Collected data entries
- - -

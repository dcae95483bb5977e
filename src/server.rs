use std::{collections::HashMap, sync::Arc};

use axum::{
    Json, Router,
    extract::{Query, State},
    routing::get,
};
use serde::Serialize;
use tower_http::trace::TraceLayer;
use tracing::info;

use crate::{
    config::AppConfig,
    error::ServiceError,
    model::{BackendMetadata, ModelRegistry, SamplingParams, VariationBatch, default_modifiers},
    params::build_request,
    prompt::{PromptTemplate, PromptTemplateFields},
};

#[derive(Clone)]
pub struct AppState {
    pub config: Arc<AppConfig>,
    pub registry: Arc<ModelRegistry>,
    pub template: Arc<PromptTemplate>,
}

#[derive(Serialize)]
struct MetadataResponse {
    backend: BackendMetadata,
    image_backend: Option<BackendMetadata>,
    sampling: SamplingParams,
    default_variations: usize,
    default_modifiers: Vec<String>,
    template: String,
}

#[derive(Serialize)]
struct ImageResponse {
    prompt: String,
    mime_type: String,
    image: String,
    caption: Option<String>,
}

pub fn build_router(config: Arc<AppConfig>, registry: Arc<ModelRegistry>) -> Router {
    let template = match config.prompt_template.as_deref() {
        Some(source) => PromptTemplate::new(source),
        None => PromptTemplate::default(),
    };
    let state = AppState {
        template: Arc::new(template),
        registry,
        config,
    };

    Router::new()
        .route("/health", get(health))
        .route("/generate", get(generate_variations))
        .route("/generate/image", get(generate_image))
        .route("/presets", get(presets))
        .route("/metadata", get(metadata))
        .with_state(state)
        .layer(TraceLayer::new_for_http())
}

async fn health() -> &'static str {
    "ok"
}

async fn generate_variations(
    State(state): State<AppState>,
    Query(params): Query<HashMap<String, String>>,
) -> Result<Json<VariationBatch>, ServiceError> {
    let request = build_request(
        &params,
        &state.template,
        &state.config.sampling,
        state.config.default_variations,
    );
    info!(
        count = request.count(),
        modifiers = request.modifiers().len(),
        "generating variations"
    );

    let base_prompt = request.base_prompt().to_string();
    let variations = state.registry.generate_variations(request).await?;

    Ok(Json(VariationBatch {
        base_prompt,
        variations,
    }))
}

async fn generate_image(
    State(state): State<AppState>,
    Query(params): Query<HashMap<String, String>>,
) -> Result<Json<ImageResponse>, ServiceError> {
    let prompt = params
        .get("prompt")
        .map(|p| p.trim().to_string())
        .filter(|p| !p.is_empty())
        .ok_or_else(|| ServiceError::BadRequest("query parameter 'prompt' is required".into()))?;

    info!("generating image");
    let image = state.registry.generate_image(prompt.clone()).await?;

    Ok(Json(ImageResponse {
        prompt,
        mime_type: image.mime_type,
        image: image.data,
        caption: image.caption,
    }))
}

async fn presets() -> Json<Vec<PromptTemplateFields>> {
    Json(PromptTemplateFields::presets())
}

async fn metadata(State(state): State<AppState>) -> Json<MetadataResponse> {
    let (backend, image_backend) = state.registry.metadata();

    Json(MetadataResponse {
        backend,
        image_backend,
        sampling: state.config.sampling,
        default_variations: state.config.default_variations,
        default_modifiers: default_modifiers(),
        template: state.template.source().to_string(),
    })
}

- - -

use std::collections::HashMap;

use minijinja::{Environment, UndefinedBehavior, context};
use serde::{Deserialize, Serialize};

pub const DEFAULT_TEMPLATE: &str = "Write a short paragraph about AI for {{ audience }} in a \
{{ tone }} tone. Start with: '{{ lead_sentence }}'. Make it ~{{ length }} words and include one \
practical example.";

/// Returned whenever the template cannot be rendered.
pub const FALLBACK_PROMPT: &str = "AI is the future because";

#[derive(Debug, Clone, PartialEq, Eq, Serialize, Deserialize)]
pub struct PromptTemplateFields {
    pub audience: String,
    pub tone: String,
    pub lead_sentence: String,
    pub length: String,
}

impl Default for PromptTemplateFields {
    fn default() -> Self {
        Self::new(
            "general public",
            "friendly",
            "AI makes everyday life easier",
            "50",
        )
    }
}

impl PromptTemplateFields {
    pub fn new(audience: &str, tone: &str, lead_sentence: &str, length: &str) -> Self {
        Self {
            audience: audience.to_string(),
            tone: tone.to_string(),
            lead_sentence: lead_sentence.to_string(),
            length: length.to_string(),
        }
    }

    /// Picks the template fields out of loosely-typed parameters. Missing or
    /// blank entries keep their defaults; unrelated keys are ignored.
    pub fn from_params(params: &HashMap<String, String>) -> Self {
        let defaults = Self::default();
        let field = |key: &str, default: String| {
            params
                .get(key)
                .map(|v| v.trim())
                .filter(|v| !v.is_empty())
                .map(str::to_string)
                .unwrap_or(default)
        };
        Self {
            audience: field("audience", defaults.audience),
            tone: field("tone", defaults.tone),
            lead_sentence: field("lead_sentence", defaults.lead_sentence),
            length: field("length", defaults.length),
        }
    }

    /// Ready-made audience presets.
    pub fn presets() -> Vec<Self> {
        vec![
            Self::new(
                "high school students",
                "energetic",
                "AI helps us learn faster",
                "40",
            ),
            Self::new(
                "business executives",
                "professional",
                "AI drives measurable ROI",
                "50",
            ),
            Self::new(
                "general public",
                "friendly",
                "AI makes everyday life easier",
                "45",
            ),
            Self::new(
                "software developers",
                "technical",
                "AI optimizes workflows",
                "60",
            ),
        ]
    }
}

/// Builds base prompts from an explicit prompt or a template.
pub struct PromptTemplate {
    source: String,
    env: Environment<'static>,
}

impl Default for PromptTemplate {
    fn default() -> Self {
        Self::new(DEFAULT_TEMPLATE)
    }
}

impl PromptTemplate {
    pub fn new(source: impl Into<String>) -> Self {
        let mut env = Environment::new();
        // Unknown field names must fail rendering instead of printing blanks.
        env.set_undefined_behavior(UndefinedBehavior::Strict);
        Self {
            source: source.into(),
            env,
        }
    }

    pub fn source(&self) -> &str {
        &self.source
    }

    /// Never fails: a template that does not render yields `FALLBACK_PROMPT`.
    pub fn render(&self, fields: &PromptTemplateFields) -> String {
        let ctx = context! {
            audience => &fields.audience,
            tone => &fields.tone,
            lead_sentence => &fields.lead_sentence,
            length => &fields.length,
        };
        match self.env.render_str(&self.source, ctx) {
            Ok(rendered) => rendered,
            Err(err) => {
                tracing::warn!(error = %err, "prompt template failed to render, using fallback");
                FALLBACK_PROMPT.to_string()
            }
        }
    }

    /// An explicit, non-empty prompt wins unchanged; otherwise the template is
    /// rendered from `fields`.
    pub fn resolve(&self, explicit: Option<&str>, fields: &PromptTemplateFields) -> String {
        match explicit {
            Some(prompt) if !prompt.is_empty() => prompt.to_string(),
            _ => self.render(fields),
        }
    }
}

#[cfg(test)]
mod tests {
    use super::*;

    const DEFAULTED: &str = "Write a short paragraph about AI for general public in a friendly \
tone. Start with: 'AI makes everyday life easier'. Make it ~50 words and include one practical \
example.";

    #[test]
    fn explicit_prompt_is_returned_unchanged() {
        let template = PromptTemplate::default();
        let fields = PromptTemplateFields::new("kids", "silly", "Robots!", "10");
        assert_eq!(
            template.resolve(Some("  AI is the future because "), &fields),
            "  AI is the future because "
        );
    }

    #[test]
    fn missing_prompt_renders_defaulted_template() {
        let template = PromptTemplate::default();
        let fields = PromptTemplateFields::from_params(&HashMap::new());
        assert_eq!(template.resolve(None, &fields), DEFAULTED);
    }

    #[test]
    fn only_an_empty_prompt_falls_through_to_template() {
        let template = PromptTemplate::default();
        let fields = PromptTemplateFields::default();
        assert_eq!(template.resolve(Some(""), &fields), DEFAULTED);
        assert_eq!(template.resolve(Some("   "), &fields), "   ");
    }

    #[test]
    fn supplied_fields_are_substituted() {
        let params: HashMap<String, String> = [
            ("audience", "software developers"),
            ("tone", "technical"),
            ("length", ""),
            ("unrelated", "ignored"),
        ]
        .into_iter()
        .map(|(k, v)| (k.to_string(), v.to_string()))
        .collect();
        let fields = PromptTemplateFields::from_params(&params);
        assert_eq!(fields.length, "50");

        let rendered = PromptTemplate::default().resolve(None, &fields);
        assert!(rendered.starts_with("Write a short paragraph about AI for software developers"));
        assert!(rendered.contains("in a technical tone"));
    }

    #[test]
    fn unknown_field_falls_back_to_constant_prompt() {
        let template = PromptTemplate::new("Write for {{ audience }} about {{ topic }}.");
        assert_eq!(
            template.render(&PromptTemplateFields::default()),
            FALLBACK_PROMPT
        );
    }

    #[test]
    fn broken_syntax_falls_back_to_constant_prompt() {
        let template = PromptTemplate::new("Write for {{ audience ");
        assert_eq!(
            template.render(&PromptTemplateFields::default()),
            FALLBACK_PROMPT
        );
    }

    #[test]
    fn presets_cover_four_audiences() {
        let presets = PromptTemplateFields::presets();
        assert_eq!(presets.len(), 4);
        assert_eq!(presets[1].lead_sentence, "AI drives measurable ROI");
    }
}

- - -

Each line in the data where the string "source" occurs should be identified and copied.

        Some(source) => PromptTemplate::new(source),
        template: state.template.source().to_string(),
    source: String,
    pub fn new(source: impl Into<String>) -> Self {
            source: source.into(),
    pub fn source(&self) -> &str {
        &self.source
        match self.env.render_str(&self.source, ctx) {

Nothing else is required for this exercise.